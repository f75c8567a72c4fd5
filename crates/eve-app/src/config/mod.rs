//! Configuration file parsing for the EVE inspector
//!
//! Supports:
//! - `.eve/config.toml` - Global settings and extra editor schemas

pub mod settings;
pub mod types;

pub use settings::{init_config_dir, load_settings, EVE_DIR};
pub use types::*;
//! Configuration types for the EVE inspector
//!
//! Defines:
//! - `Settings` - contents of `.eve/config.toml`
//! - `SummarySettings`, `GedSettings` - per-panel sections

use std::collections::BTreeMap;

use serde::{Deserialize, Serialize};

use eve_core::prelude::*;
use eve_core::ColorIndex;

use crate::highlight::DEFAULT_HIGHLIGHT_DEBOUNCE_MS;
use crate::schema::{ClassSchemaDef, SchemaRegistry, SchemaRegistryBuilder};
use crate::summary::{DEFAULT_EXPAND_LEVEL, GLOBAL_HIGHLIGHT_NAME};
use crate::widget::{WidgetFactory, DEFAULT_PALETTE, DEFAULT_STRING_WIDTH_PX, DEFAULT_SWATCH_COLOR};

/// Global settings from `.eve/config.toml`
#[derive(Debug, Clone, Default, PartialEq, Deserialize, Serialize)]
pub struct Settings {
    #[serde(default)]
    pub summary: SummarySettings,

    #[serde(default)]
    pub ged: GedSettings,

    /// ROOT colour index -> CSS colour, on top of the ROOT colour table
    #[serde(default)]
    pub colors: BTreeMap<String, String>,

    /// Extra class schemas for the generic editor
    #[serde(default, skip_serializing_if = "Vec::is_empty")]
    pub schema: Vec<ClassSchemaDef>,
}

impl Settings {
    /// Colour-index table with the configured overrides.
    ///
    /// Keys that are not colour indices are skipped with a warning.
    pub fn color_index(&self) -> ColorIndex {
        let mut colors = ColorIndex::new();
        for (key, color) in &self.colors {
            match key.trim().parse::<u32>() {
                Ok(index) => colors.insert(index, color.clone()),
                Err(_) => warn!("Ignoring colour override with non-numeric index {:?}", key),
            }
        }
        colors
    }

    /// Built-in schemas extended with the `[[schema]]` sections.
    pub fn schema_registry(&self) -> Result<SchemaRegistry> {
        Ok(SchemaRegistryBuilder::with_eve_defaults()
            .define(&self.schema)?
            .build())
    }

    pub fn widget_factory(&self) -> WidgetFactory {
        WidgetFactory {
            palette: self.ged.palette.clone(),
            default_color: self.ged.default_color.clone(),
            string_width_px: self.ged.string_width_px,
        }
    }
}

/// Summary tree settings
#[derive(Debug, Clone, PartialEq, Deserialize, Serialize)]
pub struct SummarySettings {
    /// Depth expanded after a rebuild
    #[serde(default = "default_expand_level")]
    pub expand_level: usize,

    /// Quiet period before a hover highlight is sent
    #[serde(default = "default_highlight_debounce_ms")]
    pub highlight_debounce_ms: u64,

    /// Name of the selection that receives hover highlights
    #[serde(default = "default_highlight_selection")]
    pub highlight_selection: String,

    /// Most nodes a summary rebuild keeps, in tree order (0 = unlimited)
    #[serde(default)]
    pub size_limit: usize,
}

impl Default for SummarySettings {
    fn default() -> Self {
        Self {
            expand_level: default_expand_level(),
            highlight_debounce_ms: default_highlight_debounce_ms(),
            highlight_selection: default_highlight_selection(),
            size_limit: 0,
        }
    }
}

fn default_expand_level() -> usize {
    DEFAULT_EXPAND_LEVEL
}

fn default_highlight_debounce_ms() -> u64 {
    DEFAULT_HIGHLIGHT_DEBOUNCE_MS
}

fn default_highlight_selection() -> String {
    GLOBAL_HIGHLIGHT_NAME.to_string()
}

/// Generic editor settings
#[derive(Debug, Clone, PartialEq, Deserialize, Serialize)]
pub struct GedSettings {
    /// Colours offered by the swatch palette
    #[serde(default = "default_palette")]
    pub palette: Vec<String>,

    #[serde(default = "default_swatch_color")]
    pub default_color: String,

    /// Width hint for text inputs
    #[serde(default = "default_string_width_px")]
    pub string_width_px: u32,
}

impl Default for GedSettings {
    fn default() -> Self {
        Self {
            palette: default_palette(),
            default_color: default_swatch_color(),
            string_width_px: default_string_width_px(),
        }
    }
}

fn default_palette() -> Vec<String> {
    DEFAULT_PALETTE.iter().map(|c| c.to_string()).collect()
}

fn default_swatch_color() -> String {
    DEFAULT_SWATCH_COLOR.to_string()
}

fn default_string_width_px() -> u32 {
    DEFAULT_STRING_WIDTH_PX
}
::::::::
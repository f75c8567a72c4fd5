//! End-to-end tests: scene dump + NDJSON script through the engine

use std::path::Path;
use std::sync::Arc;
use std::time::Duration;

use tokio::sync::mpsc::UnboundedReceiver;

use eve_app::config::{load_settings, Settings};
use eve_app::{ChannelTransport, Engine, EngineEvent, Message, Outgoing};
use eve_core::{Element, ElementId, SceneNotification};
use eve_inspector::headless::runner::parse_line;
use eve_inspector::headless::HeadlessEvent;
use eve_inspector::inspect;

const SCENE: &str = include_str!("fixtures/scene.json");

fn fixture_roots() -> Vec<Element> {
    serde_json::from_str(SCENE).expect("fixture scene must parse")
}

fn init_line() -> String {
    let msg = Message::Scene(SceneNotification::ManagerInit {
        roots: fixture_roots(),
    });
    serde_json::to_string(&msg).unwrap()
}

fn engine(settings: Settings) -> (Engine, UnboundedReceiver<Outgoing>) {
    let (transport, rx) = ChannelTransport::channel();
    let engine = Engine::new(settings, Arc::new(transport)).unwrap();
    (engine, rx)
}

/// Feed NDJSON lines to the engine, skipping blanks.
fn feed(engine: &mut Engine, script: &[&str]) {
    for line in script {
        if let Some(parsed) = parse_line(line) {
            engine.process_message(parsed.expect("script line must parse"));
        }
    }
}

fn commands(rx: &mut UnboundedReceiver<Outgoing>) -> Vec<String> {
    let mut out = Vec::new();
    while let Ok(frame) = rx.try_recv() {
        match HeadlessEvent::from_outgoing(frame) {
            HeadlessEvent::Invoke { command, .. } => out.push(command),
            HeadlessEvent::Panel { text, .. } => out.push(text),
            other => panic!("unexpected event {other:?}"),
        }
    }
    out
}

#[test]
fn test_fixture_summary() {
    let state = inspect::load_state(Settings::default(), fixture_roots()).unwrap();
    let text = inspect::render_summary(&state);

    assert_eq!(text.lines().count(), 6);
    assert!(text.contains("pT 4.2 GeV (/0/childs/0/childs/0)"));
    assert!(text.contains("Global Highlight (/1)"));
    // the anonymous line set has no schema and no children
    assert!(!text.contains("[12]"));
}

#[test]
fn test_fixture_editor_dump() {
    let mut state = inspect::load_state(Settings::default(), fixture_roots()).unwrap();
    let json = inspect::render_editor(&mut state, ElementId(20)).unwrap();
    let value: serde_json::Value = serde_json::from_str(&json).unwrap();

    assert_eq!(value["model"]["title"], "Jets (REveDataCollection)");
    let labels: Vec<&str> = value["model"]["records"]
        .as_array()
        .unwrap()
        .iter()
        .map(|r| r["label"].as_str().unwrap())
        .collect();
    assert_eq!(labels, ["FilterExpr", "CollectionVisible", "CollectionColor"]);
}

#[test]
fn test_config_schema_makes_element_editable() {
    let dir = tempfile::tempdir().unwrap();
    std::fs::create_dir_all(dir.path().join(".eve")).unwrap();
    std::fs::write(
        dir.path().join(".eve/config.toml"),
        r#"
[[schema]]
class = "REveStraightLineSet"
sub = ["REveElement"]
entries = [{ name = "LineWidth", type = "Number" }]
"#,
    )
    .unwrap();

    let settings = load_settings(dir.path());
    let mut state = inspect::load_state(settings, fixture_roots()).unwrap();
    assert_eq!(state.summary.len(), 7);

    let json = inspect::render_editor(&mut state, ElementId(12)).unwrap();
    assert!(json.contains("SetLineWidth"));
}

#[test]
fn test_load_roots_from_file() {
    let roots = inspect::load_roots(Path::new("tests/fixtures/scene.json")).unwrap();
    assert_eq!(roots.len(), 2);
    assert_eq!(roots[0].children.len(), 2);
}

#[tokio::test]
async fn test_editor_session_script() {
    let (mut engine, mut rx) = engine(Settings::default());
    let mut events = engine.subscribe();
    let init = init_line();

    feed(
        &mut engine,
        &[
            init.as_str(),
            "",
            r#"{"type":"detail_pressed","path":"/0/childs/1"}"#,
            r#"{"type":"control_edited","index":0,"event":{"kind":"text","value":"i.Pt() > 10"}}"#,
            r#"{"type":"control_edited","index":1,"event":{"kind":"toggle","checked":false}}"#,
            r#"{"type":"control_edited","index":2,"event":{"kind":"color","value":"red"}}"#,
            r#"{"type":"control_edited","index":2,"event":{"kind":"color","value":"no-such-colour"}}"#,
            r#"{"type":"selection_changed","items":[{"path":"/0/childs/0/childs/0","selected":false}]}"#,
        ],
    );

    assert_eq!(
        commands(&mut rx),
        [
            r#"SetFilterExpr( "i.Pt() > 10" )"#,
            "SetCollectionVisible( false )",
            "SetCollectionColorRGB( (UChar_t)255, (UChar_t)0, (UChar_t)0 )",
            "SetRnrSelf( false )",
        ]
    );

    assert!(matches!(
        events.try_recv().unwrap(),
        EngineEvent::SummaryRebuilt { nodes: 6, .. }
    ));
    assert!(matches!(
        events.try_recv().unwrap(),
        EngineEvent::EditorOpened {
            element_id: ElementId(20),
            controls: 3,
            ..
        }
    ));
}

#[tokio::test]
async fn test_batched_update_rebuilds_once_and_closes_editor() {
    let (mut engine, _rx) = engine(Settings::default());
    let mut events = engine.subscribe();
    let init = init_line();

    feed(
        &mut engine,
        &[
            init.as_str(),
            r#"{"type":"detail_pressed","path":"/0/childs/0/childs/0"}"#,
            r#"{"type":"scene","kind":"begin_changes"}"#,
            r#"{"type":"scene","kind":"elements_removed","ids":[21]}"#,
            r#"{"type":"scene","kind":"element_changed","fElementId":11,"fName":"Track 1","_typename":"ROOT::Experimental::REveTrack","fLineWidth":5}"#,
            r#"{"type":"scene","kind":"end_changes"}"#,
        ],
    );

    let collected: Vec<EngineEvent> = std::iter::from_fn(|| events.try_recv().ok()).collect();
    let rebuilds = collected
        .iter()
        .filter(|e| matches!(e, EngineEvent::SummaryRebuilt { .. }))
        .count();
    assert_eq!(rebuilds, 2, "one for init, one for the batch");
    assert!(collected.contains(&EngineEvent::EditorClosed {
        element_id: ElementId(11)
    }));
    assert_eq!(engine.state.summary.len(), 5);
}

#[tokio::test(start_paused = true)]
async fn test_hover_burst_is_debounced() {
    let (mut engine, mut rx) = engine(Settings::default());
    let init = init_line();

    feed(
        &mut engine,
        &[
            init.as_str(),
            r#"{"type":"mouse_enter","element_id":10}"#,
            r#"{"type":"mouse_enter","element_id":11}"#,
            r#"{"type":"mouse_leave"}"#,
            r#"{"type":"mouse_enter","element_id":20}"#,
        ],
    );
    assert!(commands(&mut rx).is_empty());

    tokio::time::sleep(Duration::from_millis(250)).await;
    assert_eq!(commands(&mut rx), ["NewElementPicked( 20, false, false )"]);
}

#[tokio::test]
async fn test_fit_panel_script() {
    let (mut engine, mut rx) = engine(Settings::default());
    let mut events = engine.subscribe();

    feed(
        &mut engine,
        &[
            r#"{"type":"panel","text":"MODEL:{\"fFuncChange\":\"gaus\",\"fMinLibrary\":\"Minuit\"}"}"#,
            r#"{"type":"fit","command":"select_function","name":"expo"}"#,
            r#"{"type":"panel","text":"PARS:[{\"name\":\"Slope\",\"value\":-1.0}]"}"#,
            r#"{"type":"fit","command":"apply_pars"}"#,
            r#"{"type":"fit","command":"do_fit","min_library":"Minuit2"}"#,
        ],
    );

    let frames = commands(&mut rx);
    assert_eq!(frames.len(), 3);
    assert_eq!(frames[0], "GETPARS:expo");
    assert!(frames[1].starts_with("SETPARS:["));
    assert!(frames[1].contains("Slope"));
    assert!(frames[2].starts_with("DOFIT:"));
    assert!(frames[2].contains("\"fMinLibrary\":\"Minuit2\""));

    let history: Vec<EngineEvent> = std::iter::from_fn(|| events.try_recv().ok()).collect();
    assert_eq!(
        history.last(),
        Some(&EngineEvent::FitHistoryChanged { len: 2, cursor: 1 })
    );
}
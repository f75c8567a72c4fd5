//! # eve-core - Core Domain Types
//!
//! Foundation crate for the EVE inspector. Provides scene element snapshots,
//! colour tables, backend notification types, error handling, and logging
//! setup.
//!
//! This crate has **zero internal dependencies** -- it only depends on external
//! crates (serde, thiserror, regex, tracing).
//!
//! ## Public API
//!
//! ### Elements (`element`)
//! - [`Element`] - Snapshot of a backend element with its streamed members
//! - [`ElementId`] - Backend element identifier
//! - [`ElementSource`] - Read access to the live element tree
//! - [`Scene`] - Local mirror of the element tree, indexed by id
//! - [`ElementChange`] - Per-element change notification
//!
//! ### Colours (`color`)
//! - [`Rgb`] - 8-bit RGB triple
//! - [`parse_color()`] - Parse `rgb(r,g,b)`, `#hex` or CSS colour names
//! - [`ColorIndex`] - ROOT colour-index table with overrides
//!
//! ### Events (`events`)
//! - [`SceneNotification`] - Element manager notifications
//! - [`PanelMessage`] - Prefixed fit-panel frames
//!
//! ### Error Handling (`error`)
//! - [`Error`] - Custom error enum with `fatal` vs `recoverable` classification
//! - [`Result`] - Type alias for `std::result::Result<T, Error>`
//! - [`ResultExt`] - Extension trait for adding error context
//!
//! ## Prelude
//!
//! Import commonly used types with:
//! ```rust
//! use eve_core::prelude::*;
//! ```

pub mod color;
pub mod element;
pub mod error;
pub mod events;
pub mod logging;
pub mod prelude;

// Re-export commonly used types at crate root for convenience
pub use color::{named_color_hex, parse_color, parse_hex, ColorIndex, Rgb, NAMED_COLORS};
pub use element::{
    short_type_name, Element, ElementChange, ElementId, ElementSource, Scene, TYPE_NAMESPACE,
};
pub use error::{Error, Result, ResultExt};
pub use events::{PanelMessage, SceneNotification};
::::::::
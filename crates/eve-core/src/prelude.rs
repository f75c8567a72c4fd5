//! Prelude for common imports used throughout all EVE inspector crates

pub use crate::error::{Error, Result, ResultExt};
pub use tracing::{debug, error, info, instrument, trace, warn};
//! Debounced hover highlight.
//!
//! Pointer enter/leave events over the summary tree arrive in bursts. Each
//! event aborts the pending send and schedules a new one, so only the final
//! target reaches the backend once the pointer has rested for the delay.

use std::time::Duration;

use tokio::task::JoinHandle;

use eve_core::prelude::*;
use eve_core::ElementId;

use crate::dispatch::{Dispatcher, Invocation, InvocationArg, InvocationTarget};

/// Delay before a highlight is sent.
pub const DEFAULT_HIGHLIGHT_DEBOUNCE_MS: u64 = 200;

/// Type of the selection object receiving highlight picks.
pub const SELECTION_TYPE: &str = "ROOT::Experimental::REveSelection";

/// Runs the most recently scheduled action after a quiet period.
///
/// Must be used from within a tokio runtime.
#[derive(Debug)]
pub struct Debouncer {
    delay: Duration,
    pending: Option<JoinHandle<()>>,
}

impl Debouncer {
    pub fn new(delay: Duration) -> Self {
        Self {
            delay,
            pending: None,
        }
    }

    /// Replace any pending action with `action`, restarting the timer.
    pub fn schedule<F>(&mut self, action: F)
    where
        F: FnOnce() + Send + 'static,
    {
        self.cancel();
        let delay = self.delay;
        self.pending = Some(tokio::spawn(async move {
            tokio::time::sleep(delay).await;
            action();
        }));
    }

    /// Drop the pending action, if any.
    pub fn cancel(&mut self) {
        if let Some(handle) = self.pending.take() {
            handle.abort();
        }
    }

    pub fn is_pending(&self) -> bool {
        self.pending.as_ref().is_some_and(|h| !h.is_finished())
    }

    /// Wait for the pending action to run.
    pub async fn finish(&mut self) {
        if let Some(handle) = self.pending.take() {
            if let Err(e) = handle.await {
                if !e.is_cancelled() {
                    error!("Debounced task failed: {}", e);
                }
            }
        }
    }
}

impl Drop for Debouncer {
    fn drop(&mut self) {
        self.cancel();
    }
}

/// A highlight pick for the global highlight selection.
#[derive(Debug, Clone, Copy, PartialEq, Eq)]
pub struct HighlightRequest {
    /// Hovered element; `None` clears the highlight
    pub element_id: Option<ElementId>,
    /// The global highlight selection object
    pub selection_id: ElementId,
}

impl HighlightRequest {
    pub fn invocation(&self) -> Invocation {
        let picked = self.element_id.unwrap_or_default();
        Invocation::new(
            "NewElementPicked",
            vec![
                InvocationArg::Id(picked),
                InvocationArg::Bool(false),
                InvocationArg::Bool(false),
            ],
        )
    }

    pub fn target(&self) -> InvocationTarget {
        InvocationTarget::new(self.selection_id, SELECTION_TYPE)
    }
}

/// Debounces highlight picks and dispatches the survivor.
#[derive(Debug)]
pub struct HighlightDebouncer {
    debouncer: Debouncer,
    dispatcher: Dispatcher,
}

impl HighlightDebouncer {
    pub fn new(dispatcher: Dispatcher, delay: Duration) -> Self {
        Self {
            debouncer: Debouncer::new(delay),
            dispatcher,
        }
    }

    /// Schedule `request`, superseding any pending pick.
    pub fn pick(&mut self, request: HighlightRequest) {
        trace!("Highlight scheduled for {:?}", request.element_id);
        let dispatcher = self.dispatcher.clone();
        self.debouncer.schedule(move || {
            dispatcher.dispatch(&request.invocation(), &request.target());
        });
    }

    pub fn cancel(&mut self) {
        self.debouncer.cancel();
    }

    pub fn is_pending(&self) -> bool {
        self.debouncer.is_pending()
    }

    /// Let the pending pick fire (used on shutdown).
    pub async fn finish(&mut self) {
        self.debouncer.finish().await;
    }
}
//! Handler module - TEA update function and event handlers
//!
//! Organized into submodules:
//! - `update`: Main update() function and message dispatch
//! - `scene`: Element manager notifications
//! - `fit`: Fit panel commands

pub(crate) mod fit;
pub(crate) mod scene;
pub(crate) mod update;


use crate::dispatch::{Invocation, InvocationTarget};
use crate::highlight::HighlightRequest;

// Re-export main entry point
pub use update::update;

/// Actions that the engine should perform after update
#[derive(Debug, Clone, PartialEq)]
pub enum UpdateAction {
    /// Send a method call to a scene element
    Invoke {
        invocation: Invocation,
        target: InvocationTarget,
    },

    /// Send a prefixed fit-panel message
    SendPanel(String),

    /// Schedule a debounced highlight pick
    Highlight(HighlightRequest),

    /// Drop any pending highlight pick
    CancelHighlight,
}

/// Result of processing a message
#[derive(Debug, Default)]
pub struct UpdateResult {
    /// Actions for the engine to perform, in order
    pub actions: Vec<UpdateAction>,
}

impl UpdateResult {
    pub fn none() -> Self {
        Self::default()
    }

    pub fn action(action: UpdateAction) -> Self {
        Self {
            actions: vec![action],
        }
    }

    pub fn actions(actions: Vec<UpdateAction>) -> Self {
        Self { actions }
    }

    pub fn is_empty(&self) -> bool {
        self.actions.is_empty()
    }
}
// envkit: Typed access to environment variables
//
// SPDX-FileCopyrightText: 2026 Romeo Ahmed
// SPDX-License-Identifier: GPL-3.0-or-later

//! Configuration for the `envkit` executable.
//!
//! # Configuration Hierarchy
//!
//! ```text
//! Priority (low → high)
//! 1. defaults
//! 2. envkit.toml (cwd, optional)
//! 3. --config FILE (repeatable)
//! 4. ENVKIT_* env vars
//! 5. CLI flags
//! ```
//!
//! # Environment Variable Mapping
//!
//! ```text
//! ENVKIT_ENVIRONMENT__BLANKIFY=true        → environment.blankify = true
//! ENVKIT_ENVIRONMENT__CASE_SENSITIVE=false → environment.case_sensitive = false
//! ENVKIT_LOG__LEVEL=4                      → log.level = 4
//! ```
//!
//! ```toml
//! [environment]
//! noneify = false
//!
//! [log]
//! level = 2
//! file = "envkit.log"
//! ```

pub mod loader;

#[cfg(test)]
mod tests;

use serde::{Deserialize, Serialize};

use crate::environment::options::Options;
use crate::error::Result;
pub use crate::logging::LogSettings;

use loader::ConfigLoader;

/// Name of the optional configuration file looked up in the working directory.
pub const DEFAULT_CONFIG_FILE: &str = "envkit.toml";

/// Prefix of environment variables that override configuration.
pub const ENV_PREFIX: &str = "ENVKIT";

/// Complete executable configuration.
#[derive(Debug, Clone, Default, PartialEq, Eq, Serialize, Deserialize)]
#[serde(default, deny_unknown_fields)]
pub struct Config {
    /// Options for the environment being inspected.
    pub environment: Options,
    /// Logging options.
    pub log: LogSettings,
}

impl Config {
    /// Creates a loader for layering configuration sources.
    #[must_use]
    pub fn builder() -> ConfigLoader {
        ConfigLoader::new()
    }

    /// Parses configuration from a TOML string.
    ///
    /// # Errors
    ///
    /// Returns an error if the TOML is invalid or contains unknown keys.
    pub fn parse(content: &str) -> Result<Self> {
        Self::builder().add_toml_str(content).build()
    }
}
::::::::
_ACTION ITEM_
Look through the listing above, please, and state how many lines hold the word "that"; the number alone is the answer.

_YOUR SOLUTION_
4